Assigned task ▸ Output all of the entries beneath, exactly as written.
─── Source data
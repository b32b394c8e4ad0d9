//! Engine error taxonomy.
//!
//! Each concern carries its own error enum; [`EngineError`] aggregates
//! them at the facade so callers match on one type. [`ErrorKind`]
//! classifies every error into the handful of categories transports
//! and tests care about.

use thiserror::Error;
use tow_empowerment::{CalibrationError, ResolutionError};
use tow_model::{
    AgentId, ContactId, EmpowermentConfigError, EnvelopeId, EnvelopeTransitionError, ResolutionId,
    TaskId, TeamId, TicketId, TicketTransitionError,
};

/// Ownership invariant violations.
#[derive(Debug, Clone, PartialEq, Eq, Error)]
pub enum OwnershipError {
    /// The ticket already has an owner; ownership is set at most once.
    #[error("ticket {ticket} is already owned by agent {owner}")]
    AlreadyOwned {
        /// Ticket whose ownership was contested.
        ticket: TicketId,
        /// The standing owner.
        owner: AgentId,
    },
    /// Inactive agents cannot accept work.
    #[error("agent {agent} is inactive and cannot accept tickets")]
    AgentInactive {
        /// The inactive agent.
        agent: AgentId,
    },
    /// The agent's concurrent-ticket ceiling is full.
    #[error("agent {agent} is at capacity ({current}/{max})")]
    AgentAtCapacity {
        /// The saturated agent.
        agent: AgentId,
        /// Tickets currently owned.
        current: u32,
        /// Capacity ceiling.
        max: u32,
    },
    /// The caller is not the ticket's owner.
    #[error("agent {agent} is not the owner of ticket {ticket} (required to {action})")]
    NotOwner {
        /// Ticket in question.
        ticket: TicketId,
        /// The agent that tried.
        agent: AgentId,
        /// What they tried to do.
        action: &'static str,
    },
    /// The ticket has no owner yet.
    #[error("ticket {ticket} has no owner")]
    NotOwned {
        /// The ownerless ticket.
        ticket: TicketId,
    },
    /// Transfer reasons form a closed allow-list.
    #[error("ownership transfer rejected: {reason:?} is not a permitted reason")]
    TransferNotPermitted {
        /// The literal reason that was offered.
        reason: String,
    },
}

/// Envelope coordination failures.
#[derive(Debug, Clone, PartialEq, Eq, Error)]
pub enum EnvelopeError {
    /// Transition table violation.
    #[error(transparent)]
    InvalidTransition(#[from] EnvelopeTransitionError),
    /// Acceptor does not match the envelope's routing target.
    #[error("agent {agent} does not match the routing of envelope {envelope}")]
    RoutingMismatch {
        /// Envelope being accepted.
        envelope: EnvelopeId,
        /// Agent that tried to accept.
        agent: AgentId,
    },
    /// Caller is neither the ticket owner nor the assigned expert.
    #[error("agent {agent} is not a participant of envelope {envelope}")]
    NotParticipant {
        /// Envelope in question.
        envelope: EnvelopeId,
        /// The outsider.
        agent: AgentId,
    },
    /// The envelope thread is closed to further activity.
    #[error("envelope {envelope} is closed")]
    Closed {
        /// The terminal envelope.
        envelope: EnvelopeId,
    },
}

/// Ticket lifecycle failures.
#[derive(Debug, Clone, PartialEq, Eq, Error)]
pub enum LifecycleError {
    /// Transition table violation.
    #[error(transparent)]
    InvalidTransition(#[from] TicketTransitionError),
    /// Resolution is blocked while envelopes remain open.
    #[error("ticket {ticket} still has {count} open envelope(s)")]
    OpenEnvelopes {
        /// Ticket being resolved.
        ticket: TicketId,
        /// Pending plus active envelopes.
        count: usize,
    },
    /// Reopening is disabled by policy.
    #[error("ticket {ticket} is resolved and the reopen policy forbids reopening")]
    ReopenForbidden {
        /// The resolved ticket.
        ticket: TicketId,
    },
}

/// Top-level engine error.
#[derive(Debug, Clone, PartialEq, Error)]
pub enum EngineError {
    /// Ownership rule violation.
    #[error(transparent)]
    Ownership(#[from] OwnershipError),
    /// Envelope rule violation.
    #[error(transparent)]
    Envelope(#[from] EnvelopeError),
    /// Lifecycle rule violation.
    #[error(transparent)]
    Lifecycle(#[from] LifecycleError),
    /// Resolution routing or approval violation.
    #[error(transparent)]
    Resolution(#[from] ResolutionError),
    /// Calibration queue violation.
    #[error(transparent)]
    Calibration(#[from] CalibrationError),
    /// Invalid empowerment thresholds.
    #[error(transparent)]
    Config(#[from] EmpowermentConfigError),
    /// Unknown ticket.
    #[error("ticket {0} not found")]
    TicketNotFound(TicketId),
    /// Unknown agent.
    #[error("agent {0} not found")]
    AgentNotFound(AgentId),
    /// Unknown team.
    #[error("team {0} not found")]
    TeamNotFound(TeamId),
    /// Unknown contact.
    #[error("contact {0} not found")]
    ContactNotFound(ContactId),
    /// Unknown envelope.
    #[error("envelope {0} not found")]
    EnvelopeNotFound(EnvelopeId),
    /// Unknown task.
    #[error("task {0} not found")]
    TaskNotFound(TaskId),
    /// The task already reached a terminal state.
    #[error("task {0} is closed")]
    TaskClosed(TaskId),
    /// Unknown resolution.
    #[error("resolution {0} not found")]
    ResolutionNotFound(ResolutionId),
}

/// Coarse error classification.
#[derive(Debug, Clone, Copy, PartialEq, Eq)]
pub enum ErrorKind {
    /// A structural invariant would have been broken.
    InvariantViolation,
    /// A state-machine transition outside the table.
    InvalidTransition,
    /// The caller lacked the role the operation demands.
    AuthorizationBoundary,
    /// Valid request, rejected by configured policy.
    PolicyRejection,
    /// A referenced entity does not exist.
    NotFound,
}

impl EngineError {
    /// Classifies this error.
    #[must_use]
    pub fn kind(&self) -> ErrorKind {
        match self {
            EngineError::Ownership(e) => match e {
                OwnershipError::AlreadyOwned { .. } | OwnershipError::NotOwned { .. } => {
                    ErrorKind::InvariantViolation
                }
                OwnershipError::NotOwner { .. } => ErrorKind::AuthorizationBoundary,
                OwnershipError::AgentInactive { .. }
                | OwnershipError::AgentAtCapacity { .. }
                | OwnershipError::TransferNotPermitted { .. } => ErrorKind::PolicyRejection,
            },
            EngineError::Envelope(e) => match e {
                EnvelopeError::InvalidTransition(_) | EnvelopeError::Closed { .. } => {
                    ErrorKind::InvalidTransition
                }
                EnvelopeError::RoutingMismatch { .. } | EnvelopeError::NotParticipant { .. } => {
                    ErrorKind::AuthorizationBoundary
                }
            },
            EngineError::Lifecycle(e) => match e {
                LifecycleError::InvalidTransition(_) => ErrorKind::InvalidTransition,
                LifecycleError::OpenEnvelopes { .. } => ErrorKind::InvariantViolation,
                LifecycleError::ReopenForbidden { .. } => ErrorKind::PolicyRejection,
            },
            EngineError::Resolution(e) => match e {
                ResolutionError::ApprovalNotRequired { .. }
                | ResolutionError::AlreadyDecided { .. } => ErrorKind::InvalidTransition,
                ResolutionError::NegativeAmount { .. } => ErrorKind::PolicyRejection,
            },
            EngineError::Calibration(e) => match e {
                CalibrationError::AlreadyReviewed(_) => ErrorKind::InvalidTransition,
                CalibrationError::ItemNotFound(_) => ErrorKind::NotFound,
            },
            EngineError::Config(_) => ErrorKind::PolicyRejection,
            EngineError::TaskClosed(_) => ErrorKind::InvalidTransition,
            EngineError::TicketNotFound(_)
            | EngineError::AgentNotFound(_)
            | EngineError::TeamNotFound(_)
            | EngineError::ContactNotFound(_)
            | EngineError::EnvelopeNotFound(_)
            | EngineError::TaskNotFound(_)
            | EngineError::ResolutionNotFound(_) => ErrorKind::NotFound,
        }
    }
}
──────
Task result ▸
repository b32b394c8e4ad0d9
//! Engine error taxonomy.
//!
//! Each concern carries its own error enum; [`EngineError`] aggregates
//! them at the facade so callers match on one type. [`ErrorKind`]
//! classifies every error into the handful of categories transports
//! and tests care about.

use thiserror::Error;
use tow_empowerment::{CalibrationError, ResolutionError};
use tow_model::{
    AgentId, ContactId, EmpowermentConfigError, EnvelopeId, EnvelopeTransitionError, ResolutionId,
    TaskId, TeamId, TicketId, TicketTransitionError,
};

/// Ownership invariant violations.
#[derive(Debug, Clone, PartialEq, Eq, Error)]
pub enum OwnershipError {
    /// The ticket already has an owner; ownership is set at most once.
    #[error("ticket {ticket} is already owned by agent {owner}")]
    AlreadyOwned {
        /// Ticket whose ownership was contested.
        ticket: TicketId,
        /// The standing owner.
        owner: AgentId,
    },
    /// Inactive agents cannot accept work.
    #[error("agent {agent} is inactive and cannot accept tickets")]
    AgentInactive {
        /// The inactive agent.
        agent: AgentId,
    },
    /// The agent's concurrent-ticket ceiling is full.
    #[error("agent {agent} is at capacity ({current}/{max})")]
    AgentAtCapacity {
        /// The saturated agent.
        agent: AgentId,
        /// Tickets currently owned.
        current: u32,
        /// Capacity ceiling.
        max: u32,
    },
    /// The caller is not the ticket's owner.
    #[error("agent {agent} is not the owner of ticket {ticket} (required to {action})")]
    NotOwner {
        /// Ticket in question.
        ticket: TicketId,
        /// The agent that tried.
        agent: AgentId,
        /// What they tried to do.
        action: &'static str,
    },
    /// The ticket has no owner yet.
    #[error("ticket {ticket} has no owner")]
    NotOwned {
        /// The ownerless ticket.
        ticket: TicketId,
    },
    /// Transfer reasons form a closed allow-list.
    #[error("ownership transfer rejected: {reason:?} is not a permitted reason")]
    TransferNotPermitted {
        /// The literal reason that was offered.
        reason: String,
    },
}

/// Envelope coordination failures.
#[derive(Debug, Clone, PartialEq, Eq, Error)]
pub enum EnvelopeError {
    /// Transition table violation.
    #[error(transparent)]
    InvalidTransition(#[from] EnvelopeTransitionError),
    /// Acceptor does not match the envelope's routing target.
    #[error("agent {agent} does not match the routing of envelope {envelope}")]
    RoutingMismatch {
        /// Envelope being accepted.
        envelope: EnvelopeId,
        /// Agent that tried to accept.
        agent: AgentId,
    },
    /// Caller is neither the ticket owner nor the assigned expert.
    #[error("agent {agent} is not a participant of envelope {envelope}")]
    NotParticipant {
        /// Envelope in question.
        envelope: EnvelopeId,
        /// The outsider.
        agent: AgentId,
    },
    /// The envelope thread is closed to further activity.
    #[error("envelope {envelope} is closed")]
    Closed {
        /// The terminal envelope.
        envelope: EnvelopeId,
    },
}

/// Ticket lifecycle failures.
#[derive(Debug, Clone, PartialEq, Eq, Error)]
pub enum LifecycleError {
    /// Transition table violation.
    #[error(transparent)]
    InvalidTransition(#[from] TicketTransitionError),
    /// Resolution is blocked while envelopes remain open.
    #[error("ticket {ticket} still has {count} open envelope(s)")]
    OpenEnvelopes {
        /// Ticket being resolved.
        ticket: TicketId,
        /// Pending plus active envelopes.
        count: usize,
    },
    /// Reopening is disabled by policy.
    #[error("ticket {ticket} is resolved and the reopen policy forbids reopening")]
    ReopenForbidden {
        /// The resolved ticket.
        ticket: TicketId,
    },
}

/// Top-level engine error.
#[derive(Debug, Clone, PartialEq, Error)]
pub enum EngineError {
    /// Ownership rule violation.
    #[error(transparent)]
    Ownership(#[from] OwnershipError),
    /// Envelope rule violation.
    #[error(transparent)]
    Envelope(#[from] EnvelopeError),
    /// Lifecycle rule violation.
    #[error(transparent)]
    Lifecycle(#[from] LifecycleError),
    /// Resolution routing or approval violation.
    #[error(transparent)]
    Resolution(#[from] ResolutionError),
    /// Calibration queue violation.
    #[error(transparent)]
    Calibration(#[from] CalibrationError),
    /// Invalid empowerment thresholds.
    #[error(transparent)]
    Config(#[from] EmpowermentConfigError),
    /// Unknown ticket.
    #[error("ticket {0} not found")]
    TicketNotFound(TicketId),
    /// Unknown agent.
    #[error("agent {0} not found")]
    AgentNotFound(AgentId),
    /// Unknown team.
    #[error("team {0} not found")]
    TeamNotFound(TeamId),
    /// Unknown contact.
    #[error("contact {0} not found")]
    ContactNotFound(ContactId),
    /// Unknown envelope.
    #[error("envelope {0} not found")]
    EnvelopeNotFound(EnvelopeId),
    /// Unknown task.
    #[error("task {0} not found")]
    TaskNotFound(TaskId),
    /// The task already reached a terminal state.
    #[error("task {0} is closed")]
    TaskClosed(TaskId),
    /// Unknown resolution.
    #[error("resolution {0} not found")]
    ResolutionNotFound(ResolutionId),
}

/// Coarse error classification.
#[derive(Debug, Clone, Copy, PartialEq, Eq)]
pub enum ErrorKind {
    /// A structural invariant would have been broken.
    InvariantViolation,
    /// A state-machine transition outside the table.
    InvalidTransition,
    /// The caller lacked the role the operation demands.
    AuthorizationBoundary,
    /// Valid request, rejected by configured policy.
    PolicyRejection,
    /// A referenced entity does not exist.
    NotFound,
}

impl EngineError {
    /// Classifies this error.
    #[must_use]
    pub fn kind(&self) -> ErrorKind {
        match self {
            EngineError::Ownership(e) => match e {
                OwnershipError::AlreadyOwned { .. } | OwnershipError::NotOwned { .. } => {
                    ErrorKind::InvariantViolation
                }
                OwnershipError::NotOwner { .. } => ErrorKind::AuthorizationBoundary,
                OwnershipError::AgentInactive { .. }
                | OwnershipError::AgentAtCapacity { .. }
                | OwnershipError::TransferNotPermitted { .. } => ErrorKind::PolicyRejection,
            },
            EngineError::Envelope(e) => match e {
                EnvelopeError::InvalidTransition(_) | EnvelopeError::Closed { .. } => {
                    ErrorKind::InvalidTransition
                }
                EnvelopeError::RoutingMismatch { .. } | EnvelopeError::NotParticipant { .. } => {
                    ErrorKind::AuthorizationBoundary
                }
            },
            EngineError::Lifecycle(e) => match e {
                LifecycleError::InvalidTransition(_) => ErrorKind::InvalidTransition,
                LifecycleError::OpenEnvelopes { .. } => ErrorKind::InvariantViolation,
                LifecycleError::ReopenForbidden { .. } => ErrorKind::PolicyRejection,
            },
            EngineError::Resolution(e) => match e {
                ResolutionError::ApprovalNotRequired { .. }
                | ResolutionError::AlreadyDecided { .. } => ErrorKind::InvalidTransition,
                ResolutionError::NegativeAmount { .. } => ErrorKind::PolicyRejection,
            },
            EngineError::Calibration(e) => match e {
                CalibrationError::AlreadyReviewed(_) => ErrorKind::InvalidTransition,
                CalibrationError::ItemNotFound(_) => ErrorKind::NotFound,
            },
            EngineError::Config(_) => ErrorKind::PolicyRejection,
            EngineError::TaskClosed(_) => ErrorKind::InvalidTransition,
            EngineError::TicketNotFound(_)
            | EngineError::AgentNotFound(_)
            | EngineError::TeamNotFound(_)
            | EngineError::ContactNotFound(_)
            | EngineError::EnvelopeNotFound(_)
            | EngineError::TaskNotFound(_)
            | EngineError::ResolutionNotFound(_) => ErrorKind::NotFound,
        }
    }
}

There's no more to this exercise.